## EXTRACTED ENTRIES:

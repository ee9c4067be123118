//! Percentage area change between matched frame pairs.

use crate::areas::{FrameAreaEntry, RunAreaReport};
use crate::frames::FrameId;
use crate::labels::ClassId;
use crate::matcher::FramePair;
use std::collections::HashMap;
use std::fmt;
use tracing::warn;

#[derive(Debug, Clone, Copy, PartialEq)]
pub enum AreaChange {
    /// `(baseline - followup) / baseline * 100`, two decimals.
    Percent(f64),
    /// The baseline area was zero.
    NoChange,
}

impl AreaChange {
    /// A zero baseline reports `NoChange` whatever the followup area is.
    pub fn between(baseline: f64, followup: f64) -> Self {
        if baseline == 0.0 {
            return AreaChange::NoChange;
        }
        let pct = round2((baseline - followup) / baseline * 100.0);
        AreaChange::Percent(if pct == 0.0 { 0.0 } else { pct })
    }
}

impl fmt::Display for AreaChange {
    fn fmt(&self, f: &mut fmt::Formatter<'_>) -> fmt::Result {
        match self {
            AreaChange::Percent(p) => write!(f, "{}% change", format_percent(*p)),
            AreaChange::NoChange => f.write_str("no change"),
        }
    }
}

/// Plain decimal, one decimal place kept on whole numbers: `10.0`, `12.35`.
fn format_percent(p: f64) -> String {
    if p.fract() == 0.0 {
        format!("{p:.1}")
    } else {
        format!("{p}")
    }
}

pub fn round2(v: f64) -> f64 {
    (v * 100.0).round() / 100.0
}

#[derive(Debug, Clone, PartialEq)]
pub struct ComparisonLine {
    pub query: FrameId,
    pub matched: FrameId,
    /// One change per class, in class order.
    pub changes: Vec<AreaChange>,
}

impl ComparisonLine {
    /// `video_02 12.340s : reinforcement 10.0% change | white_bleeding no change | ...`
    pub fn render(&self, video_label: &str, class_names: &[String]) -> String {
        let classes = self
            .changes
            .iter()
            .enumerate()
            .map(|(i, change)| match class_names.get(i) {
                Some(name) => format!("{name} {change}"),
                None => format!("class_{i} {change}"),
            })
            .collect::<Vec<_>>()
            .join(" | ");
        format!("{video_label} {:.3}s : {classes}", self.matched.seconds())
    }
}

/// Compares the baseline entry of each pair's query frame with the followup
/// entry of its matched frame. A frame missing from a report counts as zero
/// area.
pub fn compare(
    baseline: &RunAreaReport,
    followup: &RunAreaReport,
    pairing: &[FramePair],
    class_count: usize,
) -> Vec<ComparisonLine> {
    let base = baseline.by_frame();
    let follow = followup.by_frame();

    pairing
        .iter()
        .map(|pair| {
            let b = areas_for(&base, &baseline.run, &pair.query, class_count);
            let f = areas_for(&follow, &followup.run, &pair.matched, class_count);
            ComparisonLine {
                query: pair.query.clone(),
                matched: pair.matched.clone(),
                changes: b
                    .iter()
                    .zip(&f)
                    .map(|(b, f)| AreaChange::between(*b, *f))
                    .collect(),
            }
        })
        .collect()
}

fn areas_for(
    index: &HashMap<u64, &FrameAreaEntry>,
    run: &str,
    frame: &FrameId,
    class_count: usize,
) -> Vec<f64> {
    match index.get(&frame.key()) {
        Some(entry) => (0..class_count).map(|c| entry.area(c as ClassId)).collect(),
        None => {
            warn!(run, frame = %frame, "frame missing from area report, treating as zero");
            vec![0.0; class_count]
        }
    }
}

pub fn render_lines(lines: &[ComparisonLine], video_label: &str, class_names: &[String]) -> Vec<String> {
    lines
        .iter()
        .map(|l| l.render(video_label, class_names))
        .collect()
}

#[cfg(test)]
mod tests {
    use super::*;

    #[test]
    fn decrease_is_positive_percentage() {
        assert_eq!(AreaChange::between(100.0, 80.0), AreaChange::Percent(20.0));
        assert_eq!(AreaChange::between(100.0, 80.0).to_string(), "20.0% change");
    }

    #[test]
    fn increase_is_negative_percentage() {
        assert_eq!(AreaChange::between(40.0, 50.0).to_string(), "-25.0% change");
    }

    #[test]
    fn rounds_to_two_decimals() {
        assert_eq!(AreaChange::between(3.0, 2.0), AreaChange::Percent(33.33));
        assert_eq!(AreaChange::between(3.0, 2.0).to_string(), "33.33% change");
    }

    #[test]
    fn equal_areas_are_zero_percent() {
        assert_eq!(AreaChange::between(50.0, 50.0).to_string(), "0.0% change");
    }

    // A zero baseline reads "no change" even when the followup frame has new
    // detections (0 -> 50).
    #[test]
    fn zero_baseline_is_no_change_even_with_new_area() {
        assert_eq!(AreaChange::between(0.0, 0.0), AreaChange::NoChange);
        assert_eq!(AreaChange::between(0.0, 50.0), AreaChange::NoChange);
        assert_eq!(AreaChange::between(0.0, 50.0).to_string(), "no change");
    }

    #[test]
    fn huge_changes_stay_in_plain_notation() {
        let text = AreaChange::between(1e-12, 1e6).to_string();
        assert!(text.starts_with("-1000000000"), "{text}");
        assert!(text.ends_with(".0% change"), "{text}");
        assert!(!text.contains('e'), "{text}");
        assert_eq!(AreaChange::between(8.0, 7.0).to_string(), "12.5% change");
    }
}
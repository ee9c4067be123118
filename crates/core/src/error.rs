use std::path::PathBuf;
use thiserror::Error;

#[derive(Debug, Error)]
pub enum PipelineError {
    #[error("image not found: {0}")]
    MissingImage(PathBuf),
    #[error("embedding extraction failed for {frame}: {reason}")]
    EmbeddingExtraction { frame: String, reason: String },
    #[error("search index is empty")]
    EmptySearchSet,
    #[error("embedding dimension mismatch: query vectors have {query} values, search vectors have {search}")]
    DimensionMismatch { query: usize, search: usize },
    #[error("invalid frame identifier: {0}")]
    InvalidFrameId(String),
    #[error("io error on {path}: {source}")]
    Io {
        path: PathBuf,
        #[source]
        source: std::io::Error,
    },
    #[error(transparent)]
    Storage(#[from] storage::StorageError),
    #[error(transparent)]
    Media(#[from] MediaError),
}

impl PipelineError {
    pub fn io(path: impl Into<PathBuf>, source: std::io::Error) -> Self {
        Self::Io {
            path: path.into(),
            source,
        }
    }
}

#[derive(Debug, Error)]
pub enum MediaError {
    #[error("{0} not found in PATH")]
    ToolNotFound(String),
    #[error("{program} exited with {status}: {stderr}")]
    CommandFailed {
        program: String,
        status: String,
        stderr: String,
    },
    #[error("could not read frame rate of {0}")]
    UnknownFrameRate(PathBuf),
    #[error("no segmentation command configured")]
    NoSegmenter,
    #[error("io error: {0}")]
    Io(#[from] std::io::Error),
    #[error("ffprobe output: {0}")]
    Probe(#[from] serde_json::Error),
}
//! Domain model for stored documents.
//!
//! # Responsibility
//! - Define the canonical record shape used by core persistence logic.
//! - Keep one flat JSON-compatible shape for all embedding callers.
//!
//! # Invariants
//! - Every stored object is identified by a stable string `id`.
//! - Deletion is a hard removal from the mapping, not a tombstone.

pub mod document;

## WHAT IS NEEDED:
The answer should consist of the full listing, repeated exactly.

## EXERCISE RESPONSE:
repository ee9c4067be123118
//! Percentage area change between matched frame pairs.

use crate::areas::{FrameAreaEntry, RunAreaReport};
use crate::frames::FrameId;
use crate::labels::ClassId;
use crate::matcher::FramePair;
use std::collections::HashMap;
use std::fmt;
use tracing::warn;

#[derive(Debug, Clone, Copy, PartialEq)]
pub enum AreaChange {
    /// `(baseline - followup) / baseline * 100`, two decimals.
    Percent(f64),
    /// The baseline area was zero.
    NoChange,
}

impl AreaChange {
    /// A zero baseline reports `NoChange` whatever the followup area is.
    pub fn between(baseline: f64, followup: f64) -> Self {
        if baseline == 0.0 {
            return AreaChange::NoChange;
        }
        let pct = round2((baseline - followup) / baseline * 100.0);
        AreaChange::Percent(if pct == 0.0 { 0.0 } else { pct })
    }
}

impl fmt::Display for AreaChange {
    fn fmt(&self, f: &mut fmt::Formatter<'_>) -> fmt::Result {
        match self {
            AreaChange::Percent(p) => write!(f, "{}% change", format_percent(*p)),
            AreaChange::NoChange => f.write_str("no change"),
        }
    }
}

/// Plain decimal, one decimal place kept on whole numbers: `10.0`, `12.35`.
fn format_percent(p: f64) -> String {
    if p.fract() == 0.0 {
        format!("{p:.1}")
    } else {
        format!("{p}")
    }
}

pub fn round2(v: f64) -> f64 {
    (v * 100.0).round() / 100.0
}

#[derive(Debug, Clone, PartialEq)]
pub struct ComparisonLine {
    pub query: FrameId,
    pub matched: FrameId,
    /// One change per class, in class order.
    pub changes: Vec<AreaChange>,
}

impl ComparisonLine {
    /// `video_02 12.340s : reinforcement 10.0% change | white_bleeding no change | ...`
    pub fn render(&self, video_label: &str, class_names: &[String]) -> String {
        let classes = self
            .changes
            .iter()
            .enumerate()
            .map(|(i, change)| match class_names.get(i) {
                Some(name) => format!("{name} {change}"),
                None => format!("class_{i} {change}"),
            })
            .collect::<Vec<_>>()
            .join(" | ");
        format!("{video_label} {:.3}s : {classes}", self.matched.seconds())
    }
}

/// Compares the baseline entry of each pair's query frame with the followup
/// entry of its matched frame. A frame missing from a report counts as zero
/// area.
pub fn compare(
    baseline: &RunAreaReport,
    followup: &RunAreaReport,
    pairing: &[FramePair],
    class_count: usize,
) -> Vec<ComparisonLine> {
    let base = baseline.by_frame();
    let follow = followup.by_frame();

    pairing
        .iter()
        .map(|pair| {
            let b = areas_for(&base, &baseline.run, &pair.query, class_count);
            let f = areas_for(&follow, &followup.run, &pair.matched, class_count);
            ComparisonLine {
                query: pair.query.clone(),
                matched: pair.matched.clone(),
                changes: b
                    .iter()
                    .zip(&f)
                    .map(|(b, f)| AreaChange::between(*b, *f))
                    .collect(),
            }
        })
        .collect()
}

fn areas_for(
    index: &HashMap<u64, &FrameAreaEntry>,
    run: &str,
    frame: &FrameId,
    class_count: usize,
) -> Vec<f64> {
    match index.get(&frame.key()) {
        Some(entry) => (0..class_count).map(|c| entry.area(c as ClassId)).collect(),
        None => {
            warn!(run, frame = %frame, "frame missing from area report, treating as zero");
            vec![0.0; class_count]
        }
    }
}

pub fn render_lines(lines: &[ComparisonLine], video_label: &str, class_names: &[String]) -> Vec<String> {
    lines
        .iter()
        .map(|l| l.render(video_label, class_names))
        .collect()
}

#[cfg(test)]
mod tests {
    use super::*;

    #[test]
    fn decrease_is_positive_percentage() {
        assert_eq!(AreaChange::between(100.0, 80.0), AreaChange::Percent(20.0));
        assert_eq!(AreaChange::between(100.0, 80.0).to_string(), "20.0% change");
    }

    #[test]
    fn increase_is_negative_percentage() {
        assert_eq!(AreaChange::between(40.0, 50.0).to_string(), "-25.0% change");
    }

    #[test]
    fn rounds_to_two_decimals() {
        assert_eq!(AreaChange::between(3.0, 2.0), AreaChange::Percent(33.33));
        assert_eq!(AreaChange::between(3.0, 2.0).to_string(), "33.33% change");
    }

    #[test]
    fn equal_areas_are_zero_percent() {
        assert_eq!(AreaChange::between(50.0, 50.0).to_string(), "0.0% change");
    }

    // A zero baseline reads "no change" even when the followup frame has new
    // detections (0 -> 50).
    #[test]
    fn zero_baseline_is_no_change_even_with_new_area() {
        assert_eq!(AreaChange::between(0.0, 0.0), AreaChange::NoChange);
        assert_eq!(AreaChange::between(0.0, 50.0), AreaChange::NoChange);
        assert_eq!(AreaChange::between(0.0, 50.0).to_string(), "no change");
    }

    #[test]
    fn huge_changes_stay_in_plain_notation() {
        let text = AreaChange::between(1e-12, 1e6).to_string();
        assert!(text.starts_with("-1000000000"), "{text}");
        assert!(text.ends_with(".0% change"), "{text}");
        assert!(!text.contains('e'), "{text}");
        assert_eq!(AreaChange::between(8.0, 7.0).to_string(), "12.5% change");
    }
}
repository ee9c4067be123118
filename crates/core/src/error.rs
use std::path::PathBuf;
use thiserror::Error;

#[derive(Debug, Error)]
pub enum PipelineError {
    #[error("image not found: {0}")]
    MissingImage(PathBuf),
    #[error("embedding extraction failed for {frame}: {reason}")]
    EmbeddingExtraction { frame: String, reason: String },
    #[error("search index is empty")]
    EmptySearchSet,
    #[error("embedding dimension mismatch: query vectors have {query} values, search vectors have {search}")]
    DimensionMismatch { query: usize, search: usize },
    #[error("invalid frame identifier: {0}")]
    InvalidFrameId(String),
    #[error("io error on {path}: {source}")]
    Io {
        path: PathBuf,
        #[source]
        source: std::io::Error,
    },
    #[error(transparent)]
    Storage(#[from] storage::StorageError),
    #[error(transparent)]
    Media(#[from] MediaError),
}

impl PipelineError {
    pub fn io(path: impl Into<PathBuf>, source: std::io::Error) -> Self {
        Self::Io {
            path: path.into(),
            source,
        }
    }
}

#[derive(Debug, Error)]
pub enum MediaError {
    #[error("{0} not found in PATH")]
    ToolNotFound(String),
    #[error("{program} exited with {status}: {stderr}")]
    CommandFailed {
        program: String,
        status: String,
        stderr: String,
    },
    #[error("could not read frame rate of {0}")]
    UnknownFrameRate(PathBuf),
    #[error("no segmentation command configured")]
    NoSegmenter,
    #[error("io error: {0}")]
    Io(#[from] std::io::Error),
    #[error("ffprobe output: {0}")]
    Probe(#[from] serde_json::Error),
}
//! Domain model for stored documents.
//!
//! # Responsibility
//! - Define the canonical record shape used by core persistence logic.
//! - Keep one flat JSON-compatible shape for all embedding callers.
//!
//! # Invariants
//! - Every stored object is identified by a stable string `id`.
//! - Deletion is a hard removal from the mapping, not a tombstone.

pub mod document;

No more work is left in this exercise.